Abstract 11209: KER-012, a Novel Modified ActrII Ligand Trap, Attenuated Cardiac Pathology in a Pulmonary Arterial Banding Model of Right Ventricle Overload

Abstract

Pulmonary arterial hypertension (PAH) is a debilitating disorder, characterized by right ventricle (RV) pressure overload, cardiac hypertrophy, and progressive RV dysfunction. PAH is associated with unbalanced TGFß signaling, favoring signaling of SMAD2/3 and opposing SMAD1/5/9. The result is an increase in vascular proliferation and disruption of vascular homeostasis. KER-012 is a modified ActRII ligand trap designed to inhibit ligands that signal through SMAD2/3 to promote restoration of vascular homeostasis.
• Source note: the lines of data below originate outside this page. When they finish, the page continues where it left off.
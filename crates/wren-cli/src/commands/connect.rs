use crate::version::CratesIoSource;
use anyhow::Result;
use console::style;
use indicatif::{ProgressBar, ProgressStyle};
use std::path::PathBuf;
use std::sync::Arc;
use std::time::Duration;
use wren_core::{ConfigOverrides, QrCallback, QrPayload, UpdateCheck};

pub struct ConnectArgs {
    pub session: String,
    pub url: String,
    pub headed: bool,
    pub devtools: bool,
    pub alternate_browser: bool,
    pub browser_path: Option<PathBuf>,
    pub debug: bool,
    pub browser_args: Vec<String>,
    pub no_qr_log: bool,
    pub qr_refresh_interval_ms: Option<i64>,
    pub qr_grab_timeout_ms: Option<u64>,
    pub ready_timeout_ms: Option<u64>,
}

pub fn execute(args: ConnectArgs) -> Result<()> {
    // Create tokio runtime for async operations
    let runtime = tokio::runtime::Builder::new_multi_thread()
        .enable_all()
        .build()?;

    let result = runtime.block_on(run(args));

    // Explicitly shutdown runtime with timeout to prevent hanging on blocking tasks
    runtime.shutdown_timeout(Duration::from_millis(100));

    result
}

async fn run(args: ConnectArgs) -> Result<()> {
    tracing::debug!(session = args.session.as_str(), url = args.url.as_str(), "connecting");

    // Best-effort version notice; owned here so its once-guard has an
    // explicit scope, and never awaited before bootstrap
    let update_check = Arc::new(UpdateCheck::new());
    tokio::spawn({
        let update_check = Arc::clone(&update_check);
        async move {
            update_check
                .run(env!("CARGO_PKG_VERSION"), &CratesIoSource::new())
                .await;
        }
    });

    let log_qr = !args.no_qr_log;
    let overrides = ConfigOverrides {
        headless: Some(!args.headed),
        use_devtools: Some(args.devtools),
        use_alternate_browser: Some(args.alternate_browser),
        browser_path: args.browser_path,
        debug: Some(args.debug),
        browser_args: (!args.browser_args.is_empty()).then_some(args.browser_args),
        log_qr: Some(log_qr),
        qr_refresh_interval_ms: args.qr_refresh_interval_ms,
        qr_grab_timeout_ms: args.qr_grab_timeout_ms,
        chat_ready_timeout_ms: args.ready_timeout_ms,
    };

    let spinner = ProgressBar::new_spinner();
    spinner.set_style(ProgressStyle::with_template("{spinner} {msg}")?);
    spinner.set_message(format!("Bootstrapping session '{}'...", args.session));
    spinner.enable_steady_tick(Duration::from_millis(120));

    let on_qr = log_qr.then(|| qr_display_sink(spinner.clone(), args.session.clone()));

    let outcome = wren_browser::create(&args.session, &args.url, overrides, on_qr).await;

    match outcome {
        Ok(Some(session)) => {
            spinner.finish_and_clear();
            println!(
                "{} Session '{}' is ready",
                style("✔").green(),
                args.session
            );
            println!("Press Enter to close the session...");

            let term = console::Term::stdout();
            let _ = tokio::task::spawn_blocking(move || term.read_line()).await;

            session.close().await;
            println!("{} Session closed", style("✔").green());
            Ok(())
        }
        Ok(None) => {
            spinner.finish_and_clear();
            println!(
                "{} Session '{}' did not become ready in time; page closed",
                style("✘").red(),
                args.session
            );
            Err(anyhow::anyhow!("bootstrap failed: chat view not ready"))
        }
        Err(e) => {
            spinner.finish_and_clear();
            Err(e.into())
        }
    }
}

/// Terminal display sink for QR payloads: clear, banner, rendered code.
/// The spinner is suspended around each draw so the two don't interleave.
fn qr_display_sink(spinner: ProgressBar, session: String) -> QrCallback {
    Arc::new(move |qr: &QrPayload| {
        let rendered = qr.rendered.clone();
        let session = session.clone();
        spinner.suspend(|| {
            let term = console::Term::stdout();
            let _ = term.clear_screen();
            println!("Scan the QR code for session '{}'", session);
            println!("{}", rendered);
        });
    })
}
use thiserror::Error;

#[derive(Error, Debug)]
pub enum Error {
    #[error("Probe error: {0}")]
    Probe(String),

    #[error("API injection failed: {0}")]
    Injection(String),

    #[error("Version lookup failed: {0}")]
    VersionLookup(String),

    #[error("IO error: {0}")]
    Io(#[from] std::io::Error),
}

pub type Result<T> = std::result::Result<T, Error>;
To investigate the cardio-protective effects of RKER-012, a research version of KER-012, we evaluated the effect of treatment in a pulmonary arterial banding (PAB) model. In this study, 8-week-old, male C57BL/6 mice underwent sham or PAB surgery to increase RV pressure and induce cardiac remodeling. The sham cohort received vehicle (VEH) treatment and PAB mice received either vehicle (VEH) or 10 mg/kg RKER-012 twice weekly for 3 weeks. Relative to sham mice, all PAB mice had elevated pulmonary arterial pressures on day 1 (all ps<0.0001) that persisted until day 21 (all ps<0.01), indicating that the PAB procedure was effective. VEH PAB mice also exhibited diminished cardiac function, including increased end systolic pressure volume relationship (ESPVR; +79.3%; p<0.001) and increased myocardial performance index (MPI; +45.6%; p<0.0001) compared to Sham VEH. Additionally, VEH PAB mice had markers of cardiac remodeling, including increased Fulton Indices (+54.8%; p<0.0001), increased RV free wall thickness (RVFWT; +95.8%; p<0.0001) and increased cardiac fibrotic tissue (+529.9%; p<0.0001). In contrast, RKER-012 treatment was cardioprotective and prevented changes in cardiac function and tissue remodeling. In treated mice, there was a trend for decreased ESPVR (-14.2%), decreased MPI (-13.2%, p<0.01), decreased Fulton Index (-13.5%; p<0.01), and decreased RVFWT (-22.9%; p<0.0001) compared to VEH PAB. Treated mice also had reduced cardiac fibrotic tissue (-38.9%, p<0.01). Taken together, these data provide evidence that KER-012 has the potential to reduce cardiac remodeling and improve cardiac performance in pathologies involving constricted pulmonary arterial blood flow and could provide benefit in diseases such as PAH.